Data excerpts:
--- START ---

use std::collections::BTreeSet;
use std::time::Duration;

use tracing::{debug, info};

use super::runtime::ContainerRuntime;
use super::types::ContainerCommand;
use crate::error::{PipelineError, Result};
use crate::logging::DetailedLog;

/// Add the implicit `:latest` tag so catalog references compare equal to
/// what `docker images` prints.
pub fn normalize_image(image: &str) -> String {
    let image = image.trim();
    if image.contains('@') {
        return image.to_string();
    }
    let last_segment = image.rsplit('/').next().unwrap_or(image);
    if last_segment.contains(':') {
        image.to_string()
    } else {
        format!("{image}:latest")
    }
}

/// Parse `docker images --format {{.Repository}}:{{.Tag}}` output.
pub fn parse_image_list(stdout: &str) -> BTreeSet<String> {
    stdout
        .lines()
        .map(str::trim)
        .filter(|l| !l.is_empty() && !l.contains("<none>"))
        .map(normalize_image)
        .collect()
}

/// Images in `needed` that are not in `available`, in sorted order.
pub fn missing_images(needed: &BTreeSet<String>, available: &BTreeSet<String>) -> Vec<String> {
    needed
        .iter()
        .filter(|image| !available.contains(&normalize_image(image)))
        .cloned()
        .collect()
}

/// Make sure every needed image is present locally, pulling what is missing.
/// Returns the images that were pulled.
pub fn sync_images<R>(
    runtime: &R,
    needed: &BTreeSet<String>,
    timeout: Duration,
    log: &mut DetailedLog,
) -> Result<Vec<String>>
where
    R: ContainerRuntime + ?Sized,
{
    info!("ensuring {} tool images are available", needed.len());

    let list = ContainerCommand::new(
        vec![
            "images".into(),
            "--format".into(),
            "{{.Repository}}:{{.Tag}}".into(),
        ],
        timeout,
    );
    let listing = runtime
        .execute(&list)
        .map_err(|e| sync_failure("<image list>", e.to_string()))?;
    log.record_result(&list.display(), &listing);
    if !listing.success {
        return Err(sync_failure("<image list>", listing.failure_reason()));
    }

    let available = parse_image_list(&listing.stdout);
    let missing = missing_images(needed, &available);
    if missing.is_empty() {
        info!("no images to pull");
        return Ok(missing);
    }

    for image in &missing {
        info!("pulling image {image}; this may take a while");
        let pull = ContainerCommand::new(vec!["pull".into(), image.clone()], timeout);
        let result = runtime
            .execute(&pull)
            .map_err(|e| sync_failure(image, e.to_string()))?;
        log.record_result(&pull.display(), &result);
        if !result.success {
            return Err(sync_failure(image, result.failure_reason()));
        }
        debug!("pulled {image}");
    }

    info!("pulled {} missing images", missing.len());
    Ok(missing)
}

fn sync_failure(image: &str, reason: String) -> PipelineError {
    PipelineError::ImageSyncFailure {
        image: image.to_string(),
        reason,
    }
}
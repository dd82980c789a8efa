use std::time::Duration;

/// Describes a single runtime invocation. `args` is the full argument list
/// passed to the runtime binary (callers assemble it).
#[derive(Debug, Clone, PartialEq, Eq)]
pub struct ContainerCommand {
    pub args: Vec<String>,
    pub timeout: Duration,
}

impl ContainerCommand {
    pub fn new(args: Vec<String>, timeout: Duration) -> Self {
        Self { args, timeout }
    }

    /// Shell-quoted rendering for logs, e.g. `run -v data_x:/opt/... img`.
    pub fn display(&self) -> String {
        shell_words::join(&self.args)
    }
}

/// Outcome of a runtime invocation.
#[derive(Debug, Clone, Default, PartialEq, Eq)]
pub struct ContainerResult {
    pub success: bool,
    pub exit_code: Option<i32>,
    pub stdout: String,
    pub stderr: String,
    pub timed_out: bool,
}

impl ContainerResult {
    /// A successful result with the given stdout; handy for fakes.
    pub fn ok(stdout: impl Into<String>) -> Self {
        Self {
            success: true,
            exit_code: Some(0),
            stdout: stdout.into(),
            ..Self::default()
        }
    }

    pub fn failed(exit_code: i32, stderr: impl Into<String>) -> Self {
        Self {
            success: false,
            exit_code: Some(exit_code),
            stderr: stderr.into(),
            ..Self::default()
        }
    }

    /// Best single-line explanation of a failure for error messages.
    pub fn failure_reason(&self) -> String {
        if self.timed_out {
            return "timed out".to_string();
        }
        let stderr = self.stderr.trim();
        if !stderr.is_empty() {
            return stderr.to_string();
        }
        let stdout = self.stdout.trim();
        if !stdout.is_empty() {
            return stdout.to_string();
        }
        match self.exit_code {
            Some(code) => format!("exit {code}"),
            None => "terminated without an exit status".to_string(),
        }
    }
}

/// Streamed output from a running invocation.
#[derive(Debug)]
pub enum OutputLine {
    Stdout(String),
    Stderr(String),
    Done(ContainerResult),
}
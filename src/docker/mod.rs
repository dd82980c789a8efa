// Docker runtime boundary: subprocess execution with timeouts, image sync.

pub mod engine;
pub mod images;
pub mod run;
pub mod runtime;
pub mod types;

pub use engine::ensure_available;
pub use images::sync_images;
pub use run::spawn;
pub use runtime::{ContainerRuntime, DockerCli};
pub use types::{ContainerCommand, ContainerResult, OutputLine};
use std::process::{Command, Stdio};

use crate::error::{PipelineError, Result};

/// Verify that the runtime binary exists and its daemon answers.
pub fn ensure_available(binary: &str) -> Result<()> {
    let status = Command::new(binary)
        .args(["version", "--format", "{{.Server.Version}}"])
        .stdout(Stdio::null())
        .stderr(Stdio::null())
        .status()
        .map_err(|e| {
            PipelineError::DependencyMissing(format!(
                "failed to invoke `{binary}` ({e}); is it installed and on PATH?"
            ))
        })?;

    if !status.success() {
        return Err(PipelineError::DependencyMissing(format!(
            "`{binary}` daemon is not running ({status})"
        )));
    }
    Ok(())
}
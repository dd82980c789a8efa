pub mod config;
pub mod docker;
pub mod error;
pub mod logging;
pub mod pipeline;

pub use error::{PipelineError, Result};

--- END ---

● **Description of the task**: Count lines above containing "derive" and report only the total.

● **Expected answer**: 3